GE has something to do with the picture show. The company used to have a division called GE Aerospace, which designed the first five Landsat satellites, including the 4,800-pound Landsat 5 that launched in 1984. That craft earned a distinction from Guinness World Records when it became the “longest-operating Earth observation satellite” in 2012. The spacecraft, which was decommissioned and stopped collecting data in 2013, was designed for a three-year mission but served for nearly 30 years. GE managed the flight and ground missions of the spacecraft as well. It also built some of the systems that processed the pictures back on Earth. The company sold and the aerospace division to Lockheed Martin in 1992.
Landsat satellites — there have been eight in orbit so far since the program launched in 1972— circle the Earth at 16,800 mph and 423 miles above its surface along a sun-synchronous polar orbit that keeps the angle of the light falling on the face of the planet nearly constant. Each satellite records a continuous ribbon of the surface below, completing 14.5 orbits per day, or roughly one every 100 minutes. U.S. agencies and their international partners have used the spacecraft to monitor everything from agriculture and land use to climate change and disaster relief.
Landsat isn’t the only time a GE creation has been to space. On March 17, 1958, a GE-powered Vanguard rocket blasted the Vanguard 1 satellite to space. That probe is today the oldest man-made object in space. (The first two Russian Sputniks and the U.S. Explorer 1 that preceded the Vanguard 1 fell back to Earth decades ago.)
In 1960, GE’s Discovery XIII satellite became the first man-made object to be recovered from orbit. After completing 17 trips around Earth in 27 hours, Discovery brought back the first color photos of our planet from an altitude of 700 miles.

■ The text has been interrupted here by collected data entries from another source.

//! Shared state and desktop network services.
//!
//! - [`shared`]: the single registry and printer status handles, wrapped in `Arc`
//! - [`api`]: JSON response types for the read-only HTTP endpoints
//! - `web` feature: Axum control server (WebSocket plus HTTP)
//! - `mqtt` feature: `rumqttc` printer client
//!
//! # Shared State Pattern
//!
//! All services share one registry and one status instance:
//!
//! ```ignore
//! use std::sync::Arc;
//! use top_ams::services::{SharedPrinterStatus, SharedRegistry};
//!
//! let registry = Arc::new(SharedRegistry::new(registry));
//! let status = Arc::new(SharedPrinterStatus::new());
//!
//! let (printer, events) = PrinterClient::new(printer_config, Arc::clone(&status));
//! let app = Arc::new(AppState::new(Arc::clone(&registry), status, device, printer));
//! ```

pub mod api;
pub mod shared;

#[cfg(feature = "web")]
pub mod web;

#[cfg(feature = "mqtt")]
pub mod mqtt;

pub use api::*;
pub use shared::*;

#[cfg(feature = "web")]
pub use web::*;

#[cfg(feature = "mqtt")]
pub use mqtt::*;
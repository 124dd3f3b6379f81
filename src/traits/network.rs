//! Printer-bound network abstraction.
//!
//! The printer exposes a pub/sub channel: status reports arrive on
//! `device/<serial>/report` and commands are published on
//! `device/<serial>/request`. The core only needs the outbound half,
//! expressed as [`PrinterLink`]. The inbound half feeds
//! [`crate::telemetry::extract`] from whichever transport is in use.
//!
//! ```text
//! device/<serial>/report   - printer -> AMS (telemetry, read-only)
//! device/<serial>/request  - AMS -> printer (fire-and-forget commands)
//! ```

use alloc::string::String;
use alloc::sync::Arc;

use crate::commands::PrinterCommand;

/// Error returned when a command cannot be handed to the printer channel.
#[derive(Debug, Clone, PartialEq, Eq, thiserror::Error)]
pub enum LinkError {
    /// No printer connection is configured or it is currently down.
    #[error("printer not connected")]
    NotConnected,
    /// The transport refused the publish.
    #[error("publish failed: {0}")]
    Publish(String),
}

/// Outbound channel to the printer.
///
/// Publishing is fire-and-forget: `Ok` means the transport accepted the
/// message, not that the printer acted on it.
pub trait PrinterLink {
    /// Publish one encoded command on the printer request channel.
    fn send(&self, command: &PrinterCommand) -> Result<(), LinkError>;

    /// Whether the link currently believes it is connected.
    fn is_connected(&self) -> bool {
        true
    }
}

impl<T: PrinterLink + ?Sized> PrinterLink for Arc<T> {
    fn send(&self, command: &PrinterCommand) -> Result<(), LinkError> {
        (**self).send(command)
    }

    fn is_connected(&self) -> bool {
        (**self).is_connected()
    }
}

impl<T: PrinterLink + ?Sized> PrinterLink for &T {
    fn send(&self, command: &PrinterCommand) -> Result<(), LinkError> {
        (**self).send(command)
    }

    fn is_connected(&self) -> bool {
        (**self).is_connected()
    }
}

impl<T: PrinterLink> PrinterLink for Option<T> {
    fn send(&self, command: &PrinterCommand) -> Result<(), LinkError> {
        match self {
            Some(link) => link.send(command),
            None => Err(LinkError::NotConnected),
        }
    }

    fn is_connected(&self) -> bool {
        self.as_ref().is_some_and(PrinterLink::is_connected)
    }
}

/// Link used when no printer is configured. Every send fails.
#[derive(Debug, Default, Clone, Copy)]
pub struct NoPrinter;

impl PrinterLink for NoPrinter {
    fn send(&self, _command: &PrinterCommand) -> Result<(), LinkError> {
        Err(LinkError::NotConnected)
    }

    fn is_connected(&self) -> bool {
        false
    }
}
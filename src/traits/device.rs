//! Device-level side effects reachable from the control protocol.
//!
//! These are the operations behind the `system` and `setting` request
//! types. They touch the radio, the chip and flash, so they live behind a
//! trait and are mocked on desktop.

use alloc::string::String;
use alloc::sync::Arc;

use crate::settings::SettingKey;

/// Error from a device-level operation.
#[derive(Debug, Clone, PartialEq, Eq, thiserror::Error)]
pub enum DeviceError {
    /// Wi-Fi reconnection could not be started.
    #[error("wifi reconnect failed: {0}")]
    Reconnect(String),
    /// A setting could not be persisted.
    #[error("failed to store setting {key}: {reason}")]
    Storage {
        /// Storage key of the setting.
        key: &'static str,
        /// Underlying storage error, rendered.
        reason: String,
    },
}

/// Device-level operations used by the dispatcher.
///
/// All methods take `&self`; implementations synchronize internally so a
/// single instance can be shared across the socket handler and startup code.
pub trait DeviceControl {
    /// Station MAC address of the device.
    fn mac_address(&self) -> [u8; 6];

    /// Begin reconnecting Wi-Fi. Returns once the attempt is initiated.
    fn reconnect_wifi(&self) -> Result<(), DeviceError>;

    /// Restart the device. On hardware this does not return.
    fn reboot(&self);

    /// Persist a validated setting value.
    fn apply_setting(&self, key: SettingKey, value: &str) -> Result<(), DeviceError>;
}

impl<T: DeviceControl + ?Sized> DeviceControl for Arc<T> {
    fn mac_address(&self) -> [u8; 6] {
        (**self).mac_address()
    }

    fn reconnect_wifi(&self) -> Result<(), DeviceError> {
        (**self).reconnect_wifi()
    }

    fn reboot(&self) {
        (**self).reboot()
    }

    fn apply_setting(&self, key: SettingKey, value: &str) -> Result<(), DeviceError> {
        (**self).apply_setting(key, value)
    }
}

/// Render a MAC address as upper-case colon-separated hex.
///
/// ```rust
/// use top_ams::traits::format_mac;
///
/// assert_eq!(format_mac(&[0x24, 0x0a, 0xc4, 0x00, 0x01, 0xff]), "24:0A:C4:00:01:FF");
/// ```
pub fn format_mac(mac: &[u8; 6]) -> String {
    alloc::format!(
        "{:02X}:{:02X}:{:02X}:{:02X}:{:02X}:{:02X}",
        mac[0],
        mac[1],
        mac[2],
        mac[3],
        mac[4],
        mac[5]
    )
}
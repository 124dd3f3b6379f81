//! mDNS advertisement of the control socket.
//!
//! Publishes `<hostname>.local` and a `_ws._tcp` service pointing at the
//! control socket so clients can find the feeder without knowing its address.

use esp_idf_svc::mdns::EspMdns;
use log::info;

use crate::config::{DeviceConfig, WebConfig};

/// Service type clients browse for.
const SERVICE_TYPE: &str = "_ws";
const SERVICE_PROTO: &str = "_tcp";

/// Running mDNS responder. Dropping it stops advertising.
pub struct Esp32Mdns {
    _mdns: EspMdns,
}

impl Esp32Mdns {
    /// Start the responder. Call once the station has an address.
    pub fn start(device: &DeviceConfig, web: &WebConfig) -> anyhow::Result<Self> {
        let hostname = device.hostname();
        let mut mdns = EspMdns::take()?;
        mdns.set_hostname(hostname.as_str())?;
        mdns.set_instance_name(device.name.as_str())?;
        mdns.add_service(
            Some(device.name.as_str()),
            SERVICE_TYPE,
            SERVICE_PROTO,
            web.port,
            &[("path", web.ws_path.as_str())],
        )?;

        info!(
            "mDNS: {}.local advertising {}.{} on port {}",
            hostname, SERVICE_TYPE, SERVICE_PROTO, web.port
        );
        Ok(Self { _mdns: mdns })
    }
}
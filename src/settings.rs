//! Persisted device settings.
//!
//! Settings arrive over the control protocol as `{"type":"setting",
//! "key":..., "value":...}`, are stored one key per entry in the device's
//! key-value store, and are overlaid on the compiled-in [`Config`] at boot.

use log::{debug, warn};

use crate::config::{short_string, Config};
use crate::traits::KvStore;

/// A setting the control protocol may change.
#[derive(Debug, Clone, Copy, PartialEq, Eq)]
pub enum SettingKey {
    /// Wi-Fi network name.
    WifiSsid,
    /// Wi-Fi passphrase.
    WifiPassword,
    /// Printer LAN address.
    PrinterIp,
    /// Printer serial number.
    PrinterSerial,
    /// Printer LAN access code.
    PrinterAccessCode,
    /// Advertised device name.
    DeviceName,
}

impl SettingKey {
    /// Every key, in storage order.
    pub const ALL: [SettingKey; 6] = [
        SettingKey::WifiSsid,
        SettingKey::WifiPassword,
        SettingKey::PrinterIp,
        SettingKey::PrinterSerial,
        SettingKey::PrinterAccessCode,
        SettingKey::DeviceName,
    ];

    /// Parse the protocol name of a setting.
    pub fn parse(name: &str) -> Option<Self> {
        Self::ALL.into_iter().find(|k| k.as_str() == name)
    }

    /// Protocol name.
    pub fn as_str(&self) -> &'static str {
        match self {
            Self::WifiSsid => "wifi_ssid",
            Self::WifiPassword => "wifi_password",
            Self::PrinterIp => "printer_ip",
            Self::PrinterSerial => "printer_serial",
            Self::PrinterAccessCode => "printer_access_code",
            Self::DeviceName => "device_name",
        }
    }

    /// Storage key. NVS limits keys to 15 bytes.
    pub fn storage_key(&self) -> &'static str {
        match self {
            Self::WifiSsid => "wifi_ssid",
            Self::WifiPassword => "wifi_pass",
            Self::PrinterIp => "printer_ip",
            Self::PrinterSerial => "printer_sn",
            Self::PrinterAccessCode => "printer_code",
            Self::DeviceName => "device_name",
        }
    }

    /// Whether the value should be kept out of logs.
    pub fn is_secret(&self) -> bool {
        matches!(self, Self::WifiPassword | Self::PrinterAccessCode)
    }
}

impl core::fmt::Display for SettingKey {
    fn fmt(&self, f: &mut core::fmt::Formatter<'_>) -> core::fmt::Result {
        f.write_str(self.as_str())
    }
}

/// Store a setting value and commit.
pub fn persist_setting<S: KvStore>(
    store: &mut S,
    key: SettingKey,
    value: &str,
) -> Result<(), S::Error> {
    store.set(key.storage_key(), value.as_bytes())?;
    store.commit()?;
    if key.is_secret() {
        debug!("stored setting {}", key);
    } else {
        debug!("stored setting {} = {}", key, value);
    }
    Ok(())
}

/// Apply one setting value to a config in place.
pub fn apply_setting(config: &mut Config, key: SettingKey, value: &str) {
    match key {
        SettingKey::WifiSsid => config.wifi.ssid = short_string(value),
        SettingKey::WifiPassword => config.wifi.password = short_string(value),
        SettingKey::PrinterIp => config.printer.host = short_string(value),
        SettingKey::PrinterSerial => config.printer.serial = short_string(value),
        SettingKey::PrinterAccessCode => config.printer.access_code = short_string(value),
        SettingKey::DeviceName => config.device.name = short_string(value),
    }
}

/// Overlay every stored setting onto `config`.
///
/// Missing keys keep the compiled-in value. Read errors are logged and
/// skipped.
pub fn load_settings<S: KvStore>(store: &S, mut config: Config) -> Config {
    for key in SettingKey::ALL {
        match store.get_str(key.storage_key()) {
            Ok(Some(value)) => apply_setting(&mut config, key, &value),
            Ok(None) => {}
            Err(e) => warn!("failed to read setting {}: {:?}", key, e),
        }
    }
    config
}

/// Render the non-secret settings of a config, for startup logs.
pub fn describe(config: &Config) -> serde_json::Value {
    serde_json::json!({
        "wifi_ssid": config.wifi.ssid.as_str(),
        "printer_ip": config.printer.host.as_str(),
        "printer_serial": config.printer.serial.as_str(),
        "device_name": config.device.name.as_str(),
        "printer_configured": config.printer.is_configured(),
    })
}

#[cfg(test)]
mod tests {
    use super::*;
    use crate::hal::MockStore;

    #[test]
    fn parse_round_trip() {
        for key in SettingKey::ALL {
            assert_eq!(SettingKey::parse(key.as_str()), Some(key));
        }
        assert_eq!(SettingKey::parse("volume"), None);
    }

    #[test]
    fn storage_keys_fit_nvs() {
        for key in SettingKey::ALL {
            assert!(key.storage_key().len() <= 15, "{} too long", key);
        }
    }

    #[test]
    fn persisted_settings_overlay_config() {
        let mut store = MockStore::new();
        persist_setting(&mut store, SettingKey::WifiSsid, "Workshop").unwrap();
        persist_setting(&mut store, SettingKey::PrinterIp, "192.168.1.50").unwrap();

        let config = load_settings(&store, Config::default());
        assert_eq!(config.wifi.ssid.as_str(), "Workshop");
        assert_eq!(config.printer.host.as_str(), "192.168.1.50");
        // Untouched keys keep their defaults
        assert_eq!(config.device.name.as_str(), "TopAMS");
    }

    #[test]
    fn persist_propagates_commit_failure() {
        let mut store = MockStore::new();
        store.fail_commits(true);
        assert!(persist_setting(&mut store, SettingKey::DeviceName, "ams").is_err());
    }

    #[test]
    fn describe_hides_secrets() {
        let mut config = Config::default();
        apply_setting(&mut config, SettingKey::WifiPassword, "hunter2");
        apply_setting(&mut config, SettingKey::PrinterAccessCode, "12345678");
        let text = describe(&config).to_string();
        assert!(!text.contains("hunter2"));
        assert!(!text.contains("12345678"));
    }
}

But GE’s space program didn’t just target space. In 1969, GE built an underwater habitat off the Caribbean island of St. John called Tektite I. Part of the habitat’s purpose was for NASA to conduct research on how crews would behave during long-duration space missions. It was built from two steel cylinders that were connected via a passageway. The program lasted two months, and aquanauts spent a total of 432 man-hours in the habitat.